_TASK TO CARRY OUT_
Hunt through the lines below for the string "format" and copy each one that has it.

------ EXERCISE DATA

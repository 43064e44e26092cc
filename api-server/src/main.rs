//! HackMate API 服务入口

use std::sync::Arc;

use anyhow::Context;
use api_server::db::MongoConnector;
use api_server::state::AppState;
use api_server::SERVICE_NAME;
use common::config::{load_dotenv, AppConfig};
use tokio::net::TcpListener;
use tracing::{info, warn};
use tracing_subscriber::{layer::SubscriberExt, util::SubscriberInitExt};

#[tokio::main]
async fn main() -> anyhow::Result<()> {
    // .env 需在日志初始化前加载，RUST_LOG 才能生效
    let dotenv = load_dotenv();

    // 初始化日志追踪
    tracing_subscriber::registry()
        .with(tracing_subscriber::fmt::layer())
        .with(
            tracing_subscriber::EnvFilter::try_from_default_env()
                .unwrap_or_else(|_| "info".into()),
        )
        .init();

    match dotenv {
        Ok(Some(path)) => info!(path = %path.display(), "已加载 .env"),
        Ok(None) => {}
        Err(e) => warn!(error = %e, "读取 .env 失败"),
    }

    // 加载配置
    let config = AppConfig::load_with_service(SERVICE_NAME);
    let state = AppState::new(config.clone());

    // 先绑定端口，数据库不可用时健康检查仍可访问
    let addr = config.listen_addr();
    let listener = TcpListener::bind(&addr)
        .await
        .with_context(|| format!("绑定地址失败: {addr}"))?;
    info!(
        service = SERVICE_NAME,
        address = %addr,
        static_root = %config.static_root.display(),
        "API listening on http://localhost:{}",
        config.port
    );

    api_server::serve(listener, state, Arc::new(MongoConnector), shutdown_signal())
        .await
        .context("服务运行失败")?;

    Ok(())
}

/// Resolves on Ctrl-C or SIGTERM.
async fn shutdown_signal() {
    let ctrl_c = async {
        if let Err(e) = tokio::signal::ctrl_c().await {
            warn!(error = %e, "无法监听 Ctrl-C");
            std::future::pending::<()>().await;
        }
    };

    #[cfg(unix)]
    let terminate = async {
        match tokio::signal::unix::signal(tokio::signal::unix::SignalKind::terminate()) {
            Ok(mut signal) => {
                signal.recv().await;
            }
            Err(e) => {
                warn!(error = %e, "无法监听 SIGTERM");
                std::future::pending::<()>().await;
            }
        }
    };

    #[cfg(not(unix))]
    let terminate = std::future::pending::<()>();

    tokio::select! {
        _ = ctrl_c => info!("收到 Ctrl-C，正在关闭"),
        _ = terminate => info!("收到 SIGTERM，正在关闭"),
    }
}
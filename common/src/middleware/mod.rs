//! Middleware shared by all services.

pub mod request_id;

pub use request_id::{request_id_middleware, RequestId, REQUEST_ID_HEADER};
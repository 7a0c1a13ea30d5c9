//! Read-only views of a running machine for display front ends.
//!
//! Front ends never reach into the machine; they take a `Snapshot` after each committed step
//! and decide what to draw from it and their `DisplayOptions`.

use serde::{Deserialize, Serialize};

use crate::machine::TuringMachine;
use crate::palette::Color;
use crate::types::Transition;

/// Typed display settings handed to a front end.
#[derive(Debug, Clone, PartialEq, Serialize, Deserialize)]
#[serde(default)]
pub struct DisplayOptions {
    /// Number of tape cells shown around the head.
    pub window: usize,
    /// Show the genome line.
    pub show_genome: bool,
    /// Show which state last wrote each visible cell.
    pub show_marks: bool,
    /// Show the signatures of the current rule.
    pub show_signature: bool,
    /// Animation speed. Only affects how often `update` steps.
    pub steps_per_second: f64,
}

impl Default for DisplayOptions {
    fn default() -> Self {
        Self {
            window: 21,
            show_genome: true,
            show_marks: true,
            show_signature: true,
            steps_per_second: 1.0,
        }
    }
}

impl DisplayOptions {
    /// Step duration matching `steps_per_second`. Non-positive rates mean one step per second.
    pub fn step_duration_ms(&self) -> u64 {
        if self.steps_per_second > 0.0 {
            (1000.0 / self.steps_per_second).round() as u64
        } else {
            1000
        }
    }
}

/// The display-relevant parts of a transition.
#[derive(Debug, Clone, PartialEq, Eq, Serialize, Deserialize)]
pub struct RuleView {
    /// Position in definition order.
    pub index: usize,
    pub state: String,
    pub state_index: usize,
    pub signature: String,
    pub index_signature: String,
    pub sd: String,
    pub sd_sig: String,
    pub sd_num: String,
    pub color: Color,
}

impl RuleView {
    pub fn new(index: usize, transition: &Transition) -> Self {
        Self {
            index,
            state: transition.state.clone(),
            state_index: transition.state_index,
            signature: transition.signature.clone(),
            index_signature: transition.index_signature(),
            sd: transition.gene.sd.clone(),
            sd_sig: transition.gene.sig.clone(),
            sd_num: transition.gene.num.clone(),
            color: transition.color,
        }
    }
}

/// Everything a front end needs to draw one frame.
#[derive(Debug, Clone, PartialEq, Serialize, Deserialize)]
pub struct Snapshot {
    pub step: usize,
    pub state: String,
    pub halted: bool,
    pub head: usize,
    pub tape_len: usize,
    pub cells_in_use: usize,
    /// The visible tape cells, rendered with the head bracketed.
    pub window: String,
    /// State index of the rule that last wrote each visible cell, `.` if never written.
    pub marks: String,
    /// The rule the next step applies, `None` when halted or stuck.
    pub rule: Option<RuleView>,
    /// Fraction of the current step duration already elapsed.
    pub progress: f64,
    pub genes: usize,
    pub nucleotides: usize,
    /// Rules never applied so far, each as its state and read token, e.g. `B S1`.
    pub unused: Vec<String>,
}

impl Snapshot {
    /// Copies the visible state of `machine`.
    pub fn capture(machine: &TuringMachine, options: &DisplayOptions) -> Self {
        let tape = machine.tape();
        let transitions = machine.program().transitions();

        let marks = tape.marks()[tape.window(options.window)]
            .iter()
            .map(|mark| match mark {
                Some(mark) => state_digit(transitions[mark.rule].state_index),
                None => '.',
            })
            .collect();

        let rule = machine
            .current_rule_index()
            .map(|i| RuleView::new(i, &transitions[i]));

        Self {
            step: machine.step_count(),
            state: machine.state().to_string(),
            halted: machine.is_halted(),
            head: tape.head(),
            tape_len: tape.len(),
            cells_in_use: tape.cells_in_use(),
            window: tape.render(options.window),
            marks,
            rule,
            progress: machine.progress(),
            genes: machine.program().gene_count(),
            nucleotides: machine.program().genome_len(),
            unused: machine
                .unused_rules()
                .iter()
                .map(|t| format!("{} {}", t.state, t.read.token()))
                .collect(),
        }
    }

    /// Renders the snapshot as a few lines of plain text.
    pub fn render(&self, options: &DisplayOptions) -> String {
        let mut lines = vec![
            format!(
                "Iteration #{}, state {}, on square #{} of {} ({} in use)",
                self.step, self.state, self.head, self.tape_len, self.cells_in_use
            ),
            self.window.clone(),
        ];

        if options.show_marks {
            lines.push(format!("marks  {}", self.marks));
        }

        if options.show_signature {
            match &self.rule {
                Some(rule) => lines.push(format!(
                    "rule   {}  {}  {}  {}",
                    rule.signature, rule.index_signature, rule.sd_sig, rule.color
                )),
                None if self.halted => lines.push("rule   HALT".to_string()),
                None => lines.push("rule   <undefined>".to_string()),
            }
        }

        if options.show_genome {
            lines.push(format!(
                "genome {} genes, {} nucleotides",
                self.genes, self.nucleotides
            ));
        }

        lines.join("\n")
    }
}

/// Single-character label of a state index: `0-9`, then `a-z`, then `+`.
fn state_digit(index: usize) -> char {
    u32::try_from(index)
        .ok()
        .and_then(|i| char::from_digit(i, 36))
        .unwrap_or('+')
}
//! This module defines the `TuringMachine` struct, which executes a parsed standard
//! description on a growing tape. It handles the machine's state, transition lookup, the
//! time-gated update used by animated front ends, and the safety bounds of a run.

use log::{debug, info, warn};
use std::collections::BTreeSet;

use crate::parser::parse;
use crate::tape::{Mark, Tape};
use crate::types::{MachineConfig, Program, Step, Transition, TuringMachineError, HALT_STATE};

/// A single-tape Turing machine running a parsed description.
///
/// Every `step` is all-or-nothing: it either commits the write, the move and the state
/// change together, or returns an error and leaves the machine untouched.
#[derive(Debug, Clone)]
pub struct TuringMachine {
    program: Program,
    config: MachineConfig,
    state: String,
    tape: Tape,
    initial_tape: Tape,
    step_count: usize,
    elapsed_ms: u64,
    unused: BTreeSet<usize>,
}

------------

_RESPONSE TO THIS EXERCISE_
        .with_context(|| format!("绑定地址失败: {addr}"))?;
                .map(|t| format!("{} {}", t.state, t.read.token()))
            format!(
            lines.push(format!("marks  {}", self.marks));
                Some(rule) => lines.push(format!(
            lines.push(format!(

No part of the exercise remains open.